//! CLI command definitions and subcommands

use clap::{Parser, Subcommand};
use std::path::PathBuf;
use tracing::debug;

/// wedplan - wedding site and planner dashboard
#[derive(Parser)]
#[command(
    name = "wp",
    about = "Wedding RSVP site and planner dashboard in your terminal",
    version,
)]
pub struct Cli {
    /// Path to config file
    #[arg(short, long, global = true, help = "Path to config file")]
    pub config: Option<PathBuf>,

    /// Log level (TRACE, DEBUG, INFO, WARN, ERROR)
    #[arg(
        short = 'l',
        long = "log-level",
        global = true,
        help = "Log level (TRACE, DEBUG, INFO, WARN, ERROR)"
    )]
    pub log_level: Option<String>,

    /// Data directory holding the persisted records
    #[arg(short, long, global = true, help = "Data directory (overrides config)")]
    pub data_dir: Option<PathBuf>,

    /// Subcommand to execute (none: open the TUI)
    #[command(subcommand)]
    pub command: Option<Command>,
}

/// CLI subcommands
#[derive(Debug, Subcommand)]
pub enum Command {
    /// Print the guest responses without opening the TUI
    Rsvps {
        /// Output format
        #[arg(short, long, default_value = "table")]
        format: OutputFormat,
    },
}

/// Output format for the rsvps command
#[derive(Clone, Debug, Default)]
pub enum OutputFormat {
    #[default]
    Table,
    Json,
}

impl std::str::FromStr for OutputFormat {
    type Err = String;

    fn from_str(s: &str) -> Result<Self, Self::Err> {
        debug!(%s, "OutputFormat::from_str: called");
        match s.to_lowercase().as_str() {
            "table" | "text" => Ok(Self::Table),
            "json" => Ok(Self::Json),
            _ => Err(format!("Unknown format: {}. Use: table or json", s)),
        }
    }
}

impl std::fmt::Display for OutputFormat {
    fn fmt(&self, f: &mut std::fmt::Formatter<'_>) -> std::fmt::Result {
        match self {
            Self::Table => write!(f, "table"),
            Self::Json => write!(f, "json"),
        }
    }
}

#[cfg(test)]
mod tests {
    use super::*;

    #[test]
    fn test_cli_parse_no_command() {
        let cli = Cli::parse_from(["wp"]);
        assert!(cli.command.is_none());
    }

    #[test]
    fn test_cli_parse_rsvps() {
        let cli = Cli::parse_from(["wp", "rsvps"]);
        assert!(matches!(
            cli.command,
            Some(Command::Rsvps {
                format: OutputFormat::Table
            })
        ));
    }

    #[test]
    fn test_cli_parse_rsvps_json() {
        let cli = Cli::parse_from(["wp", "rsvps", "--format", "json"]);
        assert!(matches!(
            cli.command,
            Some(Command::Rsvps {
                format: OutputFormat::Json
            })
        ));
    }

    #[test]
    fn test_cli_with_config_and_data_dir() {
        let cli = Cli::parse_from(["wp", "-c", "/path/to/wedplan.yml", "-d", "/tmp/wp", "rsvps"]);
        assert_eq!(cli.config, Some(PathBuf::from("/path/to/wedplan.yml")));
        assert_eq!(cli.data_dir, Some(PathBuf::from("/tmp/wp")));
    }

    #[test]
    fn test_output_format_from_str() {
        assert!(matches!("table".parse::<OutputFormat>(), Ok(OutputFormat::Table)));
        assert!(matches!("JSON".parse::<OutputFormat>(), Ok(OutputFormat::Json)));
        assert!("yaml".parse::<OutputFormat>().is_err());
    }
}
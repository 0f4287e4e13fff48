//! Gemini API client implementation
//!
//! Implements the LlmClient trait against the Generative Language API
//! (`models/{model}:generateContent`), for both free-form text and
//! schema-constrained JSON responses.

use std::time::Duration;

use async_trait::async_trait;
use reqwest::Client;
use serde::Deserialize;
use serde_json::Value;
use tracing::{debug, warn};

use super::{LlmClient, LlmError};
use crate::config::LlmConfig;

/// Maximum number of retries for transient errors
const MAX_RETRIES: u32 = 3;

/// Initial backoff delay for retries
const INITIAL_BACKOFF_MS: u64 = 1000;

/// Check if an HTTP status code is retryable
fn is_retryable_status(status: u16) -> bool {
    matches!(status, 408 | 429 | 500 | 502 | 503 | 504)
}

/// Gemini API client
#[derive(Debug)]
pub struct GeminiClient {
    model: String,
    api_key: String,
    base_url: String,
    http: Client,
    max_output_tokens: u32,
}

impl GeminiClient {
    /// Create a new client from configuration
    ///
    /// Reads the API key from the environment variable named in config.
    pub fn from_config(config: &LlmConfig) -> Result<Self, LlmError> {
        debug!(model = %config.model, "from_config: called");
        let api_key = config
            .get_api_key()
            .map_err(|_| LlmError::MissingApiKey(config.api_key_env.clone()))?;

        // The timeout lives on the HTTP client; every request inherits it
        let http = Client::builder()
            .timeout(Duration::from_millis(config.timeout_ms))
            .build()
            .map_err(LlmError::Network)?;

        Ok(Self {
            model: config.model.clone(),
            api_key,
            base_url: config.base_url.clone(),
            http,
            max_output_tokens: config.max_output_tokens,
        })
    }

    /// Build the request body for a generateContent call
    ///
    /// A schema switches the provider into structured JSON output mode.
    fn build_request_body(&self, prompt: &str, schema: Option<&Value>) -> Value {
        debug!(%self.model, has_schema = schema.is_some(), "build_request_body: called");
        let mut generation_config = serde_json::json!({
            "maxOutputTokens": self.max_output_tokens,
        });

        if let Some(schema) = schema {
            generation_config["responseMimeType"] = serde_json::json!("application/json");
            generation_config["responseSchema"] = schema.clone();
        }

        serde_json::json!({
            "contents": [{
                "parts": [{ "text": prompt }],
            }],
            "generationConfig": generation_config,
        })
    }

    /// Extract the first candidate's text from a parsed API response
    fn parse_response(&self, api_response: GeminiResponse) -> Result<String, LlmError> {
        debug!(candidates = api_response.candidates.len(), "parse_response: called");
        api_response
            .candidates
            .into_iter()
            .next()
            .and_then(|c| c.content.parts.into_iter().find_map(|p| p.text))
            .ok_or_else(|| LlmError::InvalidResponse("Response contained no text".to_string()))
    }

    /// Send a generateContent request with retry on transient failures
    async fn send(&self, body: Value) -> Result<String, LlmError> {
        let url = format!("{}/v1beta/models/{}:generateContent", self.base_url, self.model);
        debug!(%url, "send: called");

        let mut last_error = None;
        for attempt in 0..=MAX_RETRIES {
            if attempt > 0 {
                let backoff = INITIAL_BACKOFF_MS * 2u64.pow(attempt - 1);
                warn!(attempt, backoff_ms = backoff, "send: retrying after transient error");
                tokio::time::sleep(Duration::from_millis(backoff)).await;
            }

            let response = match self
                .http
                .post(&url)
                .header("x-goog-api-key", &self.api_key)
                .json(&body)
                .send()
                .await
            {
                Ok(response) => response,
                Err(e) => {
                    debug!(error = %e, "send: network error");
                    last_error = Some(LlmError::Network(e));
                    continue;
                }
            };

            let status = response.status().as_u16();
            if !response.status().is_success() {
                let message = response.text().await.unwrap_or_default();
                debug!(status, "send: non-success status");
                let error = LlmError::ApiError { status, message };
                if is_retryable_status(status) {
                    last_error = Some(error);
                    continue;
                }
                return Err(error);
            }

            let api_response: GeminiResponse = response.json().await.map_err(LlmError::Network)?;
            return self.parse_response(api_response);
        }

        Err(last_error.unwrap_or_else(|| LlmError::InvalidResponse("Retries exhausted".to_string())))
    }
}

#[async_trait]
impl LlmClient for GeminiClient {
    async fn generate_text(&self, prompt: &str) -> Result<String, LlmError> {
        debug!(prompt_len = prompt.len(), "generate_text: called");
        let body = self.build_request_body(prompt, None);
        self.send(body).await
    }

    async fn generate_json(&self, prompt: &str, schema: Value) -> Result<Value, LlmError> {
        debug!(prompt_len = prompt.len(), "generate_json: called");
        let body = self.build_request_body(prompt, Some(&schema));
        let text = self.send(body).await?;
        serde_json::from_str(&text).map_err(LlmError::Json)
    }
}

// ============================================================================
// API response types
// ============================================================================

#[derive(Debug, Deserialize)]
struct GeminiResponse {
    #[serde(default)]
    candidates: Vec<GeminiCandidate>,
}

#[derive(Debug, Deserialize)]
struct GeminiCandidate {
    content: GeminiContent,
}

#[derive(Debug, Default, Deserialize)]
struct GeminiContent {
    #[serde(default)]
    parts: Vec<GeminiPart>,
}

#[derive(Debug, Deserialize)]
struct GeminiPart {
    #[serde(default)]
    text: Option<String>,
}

※

EXERCISE BRIEF:
Output exactly, and only, the lines running from the one that contains "#[derive(Debug, Default, Deserialize)]" through the last line of the entries above.

OUTPUT FOR THIS EXERCISE:
#[derive(Debug, Default, Deserialize)]
struct GeminiContent {
    #[serde(default)]
    parts: Vec<GeminiPart>,
}

#[derive(Debug, Deserialize)]
struct GeminiPart {
    #[serde(default)]
    text: Option<String>,
}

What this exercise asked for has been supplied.